How to cite this URL:
Chacko SR, Chacko AG. Antiprogesterone therapy in recurrent meningiomas: A disappointing end to four decades of research?. Neurol India [serial online] 2019 [cited 2019 Aug 24];67:706-7. Available from: http://www.neurologyindia.com/text.asp?2019/67/3/706/263217




In this issue of Neurology India, Sharma et al.,[1] update an earlier systematic review published by Cossu et al.,[2] in June 2015 on the role of mifepristone, a progesterone receptor (PR) antagonist, in meningioma management. Their update includes a multicenter randomized controlled trial (RCT)[3] published in November 2015. At the time of the earlier systematic review,[2] the results of the same RCT were available as an abstract presented in 2001.[4] From both the reviews, it is quite clear that mifepristone provides no benefit in the management of recurrent or progressive meningiomas but might possibly be useful in rare cases of meningiomatosis.[5]

This disappointing conclusion, after 40 years of intense investigation into PRs and the effects of their antagonists on meningioma cell cultures, animal studies, case reports, case series, and finally a Phase III clinical trial, might in part be related to our eagerness to find a magic drug to treat those unfortunate patients who harbor aggressive meningiomas. The discovery of estrogen/PRs in meningiomas,[6],[7] the higher incidence of meningiomas in women, along with the progression of these tumors during pregnancy, coupled with the success of tamoxifen in breast cancer, naturally raised our hopes regarding hormonal manipulation as a possible therapeutic strategy in recurrent meningiomas.

While the preclinical data on the effect of mifepristone on meningioma cells implanted subcutaneously into nude mice [8] seemed encouraging enough to proceed to clinical trials, a closer look at the in vitro cell culture studies done in the 1980s and 1990s would indicate that the efficacy of mifepristone was not spectacular. They showed only a modest cell growth inhibitory effect ranging from no effect [9] to 18%–36%[10] and 50%.[11] Further doubts regarding the mechanism of action of mifepristone arose when it was shown that the growth inhibitory effect on meningioma cells occurred regardless of the PR status.[11] The interest in progesterone was perpetuated by the demonstration that epidermal growth factor (EGF) and its receptor were implicated in tumor growth stimulation and that there seemed to be interactions between sex steroid hormones and cell division in response to EGF.[12] Thymidine incorporation, used as a marker of cell division, increased in response to EGF in the presence of progesterone. Mifeprestone significantly lowered thymidine incorporation but only at very high concentrations of EGF.[12]

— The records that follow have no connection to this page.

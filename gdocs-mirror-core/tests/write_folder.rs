use std::fs;
use std::path::Path;

use gdocs_mirror_core::model::{Document, Folder, LastModifyingUser};
use gdocs_mirror_core::writer::write_folder;
use gdocs_mirror_core::SyncError;
use tempfile::tempdir;

fn doc(id: &str, name: &str, body: &str) -> Document {
    Document::new(
        id,
        name,
        Some("overview".to_string()),
        "2024-01-01T00:00:00Z",
        LastModifyingUser::new("Jane Doe"),
        body.as_bytes().to_vec(),
    )
}

fn entries(dir: &Path) -> Vec<String> {
    let mut names: Vec<String> = fs::read_dir(dir)
        .unwrap()
        .map(|e| e.unwrap().file_name().to_string_lossy().into_owned())
        .collect();
    names.sort();
    names
}

#[test]
fn writes_sanitized_paths_with_raw_title_in_header() {
    let out = tempdir().unwrap();
    let folder = Folder::new(
        "F1",
        "Q&A: Notes!",
        vec![doc("D1", "Intro (draft)", "# Hello")],
        vec![],
    );

    let stats = write_folder(&folder, out.path()).expect("write should succeed");

    let file = out.path().join("QA Notes").join("Intro draft.md");
    let written = fs::read_to_string(&file).unwrap();
    assert_eq!(
        written,
        "---\ntitle: Intro (draft)\ndescription: overview\nupdated: 2024-01-01T00:00:00Z\nlastModifyingUser: Jane\n---\n\n# Hello"
    );
    assert_eq!(stats.files_written, 1);
    assert_eq!(stats.directories_created, 1);
}

#[test]
fn file_bytes_are_header_followed_by_content() {
    let out = tempdir().unwrap();
    let document = doc("D1", "Binary-ish", "caf\u{e9} \u{1F600}\n");
    let folder = Folder::new("F1", "Root", vec![document.clone()], vec![]);

    write_folder(&folder, out.path()).unwrap();

    let bytes = fs::read(out.path().join("Root").join("Binaryish.md")).unwrap();
    let mut expected = document.metadata_header().into_bytes();
    expected.extend_from_slice(&document.content);
    assert_eq!(bytes, expected);
}

#[test]
fn empty_folder_creates_nothing() {
    let out = tempdir().unwrap();
    let folder = Folder::new("F1", "Empty", vec![], vec![]);

    let stats = write_folder(&folder, out.path()).unwrap();

    assert!(entries(out.path()).is_empty());
    assert_eq!(stats.files_written, 0);
}

#[test]
fn branch_of_empty_subfolders_creates_nothing() {
    let out = tempdir().unwrap();
    let empty = Folder::new("F2", "Empty child", vec![], vec![]);
    let folder = Folder::new("F1", "Parent", vec![], vec![empty]);

    write_folder(&folder, out.path()).unwrap();

    assert!(entries(out.path()).is_empty());
}

#[test]
fn one_directory_with_exactly_one_file_per_document() {
    let out = tempdir().unwrap();
    let folder = Folder::new(
        "F1",
        "Docs",
        vec![doc("D1", "One", "1"), doc("D2", "Two", "2"), doc("D3", "Three", "3")],
        vec![Folder::new("F2", "Empty", vec![], vec![])],
    );

    write_folder(&folder, out.path()).unwrap();

    assert_eq!(entries(out.path()), ["Docs"]);
    assert_eq!(
        entries(&out.path().join("Docs")),
        ["One.md", "Three.md", "Two.md"]
    );
}

#[test]
fn document_less_parent_is_created_as_ancestor_of_populated_child() {
    let out = tempdir().unwrap();
    let child = Folder::new("F2", "Child", vec![doc("D1", "Deep", "x")], vec![]);
    let folder = Folder::new("F1", "Parent", vec![], vec![child]);

    let stats = write_folder(&folder, out.path()).unwrap();

    assert!(out.path().join("Parent").join("Child").join("Deep.md").is_file());
    assert_eq!(entries(&out.path().join("Parent")), ["Child"]);
    assert_eq!(stats.directories_created, 1);
}

#[test]
fn second_write_overwrites_with_identical_bytes() {
    let out = tempdir().unwrap();
    let folder = Folder::new("F1", "Root", vec![doc("D1", "Page", "body")], vec![]);
    let path = out.path().join("Root").join("Page.md");

    write_folder(&folder, out.path()).unwrap();
    let first = fs::read(&path).unwrap();
    fs::write(&path, b"stale local edit that is much longer than the original").unwrap();
    let stats = write_folder(&folder, out.path()).unwrap();
    let second = fs::read(&path).unwrap();

    assert_eq!(first, second);
    assert_eq!(stats.directories_created, 0);
}

#[test]
fn document_name_of_only_punctuation_is_an_invalid_path() {
    let out = tempdir().unwrap();
    let folder = Folder::new("F1", "Root", vec![doc("D1", "???", "x")], vec![]);

    let err = write_folder(&folder, out.path()).unwrap_err();

    assert!(matches!(err, SyncError::InvalidPath { ref display_name, .. } if display_name == "???"));
}

#[test]
fn folder_name_of_only_punctuation_is_an_invalid_path_when_it_holds_documents() {
    let out = tempdir().unwrap();
    let populated = Folder::new("F1", "...", vec![doc("D1", "Page", "x")], vec![]);
    let empty = Folder::new("F2", "...", vec![], vec![]);

    assert!(matches!(
        write_folder(&populated, out.path()),
        Err(SyncError::InvalidPath { .. })
    ));
    assert!(write_folder(&empty, out.path()).is_ok());
}

#[cfg(unix)]
#[test]
fn unwritable_parent_surfaces_io_error_with_path() {
    let out = tempdir().unwrap();
    let blocker = out.path().join("blocker");
    fs::write(&blocker, b"not a directory").unwrap();
    let folder = Folder::new("F1", "Root", vec![doc("D1", "Page", "x")], vec![]);

    let err = write_folder(&folder, &blocker).unwrap_err();

    match err {
        SyncError::Io { path, .. } => assert_eq!(path, blocker.join("Root")),
        other => panic!("expected Io error, got {other:?}"),
    }
}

Nevertheless, subsequent retrospective clinical studies reported from 1991 onward, using oral mifeprestone 200 mg in patients with recurrent or unresectable meningiomas showed questionable clinical and radiological responses,[13],[14] except for some benefit in three patients with meningiomatosis.[5] These studies had very few patients, none of them documented the PR status, and the assessment of clinicoradiological response was quite subjective. In view of the modest clinical success and acceptable incidence of side effects,[15] the South West Oncology Group (SWOG) conducted a Phase III multicenter RCT comparing mifeprestone with a placebo in unresectable, recurrent, or progressive meningiomas in an attempt to put the question of the efficacy of mifeprestone to rest.[3]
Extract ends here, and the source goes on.